**WHAT YOU ARE ASKED TO DO**. In the entries below, count the lines that include the word "ErrorCode" and reply with the number alone.

**LISTED ENTRIES**.
○ ○ ○ ○

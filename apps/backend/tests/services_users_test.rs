mod common;
mod support;

use backend::domain::{AcesGame, PersistedGame};
use backend::entities::games;
use backend::errors::ErrorCode;
use backend::repos::{games as games_repo, users as users_repo};
use backend::services::{LoginInput, RegisterInput, UserService};
use sea_orm::{ActiveModelTrait, EntityTrait, Set};
use support::{db, fresh_username, test_state, GOOD_PASSWORD};
use time::{Duration, OffsetDateTime};

fn register_input(username: &str, password: &str) -> RegisterInput {
    RegisterInput {
        username: username.to_string(),
        password: password.to_string(),
    }
}

fn finished_game(won: bool) -> AcesGame {
    AcesGame::from_persisted(PersistedGame {
        deck: vec![],
        hand: vec![],
        finished: true,
        user_won: won,
        round: 11,
    })
    .expect("valid finished game")
}

#[tokio::test]
async fn register_hashes_and_login_verifies() {
    let state = test_state().await;
    let conn = db(&state);
    let svc = UserService::new();
    let name = fresh_username();

    let user = svc
        .register(conn, register_input(&name, GOOD_PASSWORD))
        .await
        .expect("register");
    assert_eq!(user.username, name);
    assert_ne!(user.password_hash, GOOD_PASSWORD);
    assert!(user.password_hash.starts_with("$argon2"));
    assert_eq!(user.current_game_id, None);

    let logged_in = svc
        .login(
            conn,
            LoginInput {
                username: name.clone(),
                password: GOOD_PASSWORD.to_string(),
            },
        )
        .await
        .expect("login");
    assert_eq!(logged_in.id, user.id);
}

#[tokio::test]
async fn duplicate_username_is_a_conflict() {
    let state = test_state().await;
    let conn = db(&state);
    let svc = UserService::new();
    let name = fresh_username();

    svc.register(conn, register_input(&name, GOOD_PASSWORD))
        .await
        .expect("first register");
    let err = svc
        .register(conn, register_input(&name, GOOD_PASSWORD))
        .await
        .unwrap_err();
    assert_eq!(err.code(), ErrorCode::UsernameTaken);
    assert_eq!(err.status().as_u16(), 409);
}

#[tokio::test]
async fn registration_rules_are_enforced() {
    let state = test_state().await;
    let conn = db(&state);
    let svc = UserService::new();

    for (username, password) in [
        ("abc", GOOD_PASSWORD),
        ("UpperCase", GOOD_PASSWORD),
        ("with space", GOOD_PASSWORD),
        ("validname", "Sh#1a"),
        ("validname", "nouppercase#1"),
        ("validname", "NOLOWERCASE#1"),
        ("validname", "NoDigits#here"),
        ("validname", "NoSpecial123"),
    ] {
        let err = svc
            .register(conn, register_input(username, password))
            .await
            .expect_err(username);
        assert_eq!(err.code(), ErrorCode::ValidationError, "{username}/{password}");
    }

    assert!(users_repo::find_by_username(conn, "validname")
        .await
        .unwrap()
        .is_none());
}

#[tokio::test]
async fn login_failures_are_distinguished() {
    let state = test_state().await;
    let conn = db(&state);
    let svc = UserService::new();
    let name = fresh_username();
    svc.register(conn, register_input(&name, GOOD_PASSWORD))
        .await
        .unwrap();

    let err = svc
        .login(
            conn,
            LoginInput {
                username: fresh_username(),
                password: GOOD_PASSWORD.to_string(),
            },
        )
        .await
        .unwrap_err();
    assert_eq!(err.code(), ErrorCode::UserNotFound);
    assert_eq!(err.detail(), "No user found with the specified username");

    let err = svc
        .login(
            conn,
            LoginInput {
                username: name,
                password: "Wrong#pass1".to_string(),
            },
        )
        .await
        .unwrap_err();
    assert_eq!(err.code(), ErrorCode::IncorrectPassword);
    assert_eq!(err.status().as_u16(), 401);
}

#[tokio::test]
async fn stats_count_recent_finished_games() {
    let state = test_state().await;
    let conn = db(&state);
    let svc = UserService::new();
    let user = svc
        .register(conn, register_input(&fresh_username(), GOOD_PASSWORD))
        .await
        .unwrap();
    let other = svc
        .register(conn, register_input(&fresh_username(), GOOD_PASSWORD))
        .await
        .unwrap();

    games_repo::create_game(conn, Some(user.id), &finished_game(true))
        .await
        .unwrap();
    games_repo::create_game(conn, Some(user.id), &finished_game(false))
        .await
        .unwrap();
    games_repo::create_game(conn, Some(user.id), &finished_game(false))
        .await
        .unwrap();
    // active games and other players' games don't count
    let mut rng = rand::rng();
    games_repo::create_game(conn, Some(user.id), &AcesGame::new_game(&mut rng))
        .await
        .unwrap();
    games_repo::create_game(conn, Some(other.id), &finished_game(true))
        .await
        .unwrap();

    // one old win, outside a week but inside a year
    let old = games_repo::create_game(conn, Some(user.id), &finished_game(true))
        .await
        .unwrap();
    let row = games::Entity::find_by_id(old.id)
        .one(conn)
        .await
        .unwrap()
        .unwrap();
    let mut am: games::ActiveModel = row.into();
    am.created_at = Set(OffsetDateTime::now_utc() - Duration::days(30));
    am.update(conn).await.unwrap();

    let week = svc.stats(conn, user.id, Duration::weeks(1)).await.unwrap();
    assert_eq!(week.games_played, 3);
    assert_eq!(week.games_won, 1);
    assert_eq!(week.games_lost, 2);

    let year = svc.stats(conn, user.id, Duration::days(365)).await.unwrap();
    assert_eq!(year.games_played, 4);
    assert_eq!(year.games_won, 2);
    assert_eq!(year.games_lost, 2);
}

#[tokio::test]
async fn require_user_reports_invalid_session() {
    let state = test_state().await;
    let err = UserService::new()
        .require_user(db(&state), 424_242)
        .await
        .unwrap_err();
    assert_eq!(err.code(), ErrorCode::InvalidSession);
    assert_eq!(err.status().as_u16(), 401);
}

○ ○ ○ ○

**YOUR SOLUTION**. 6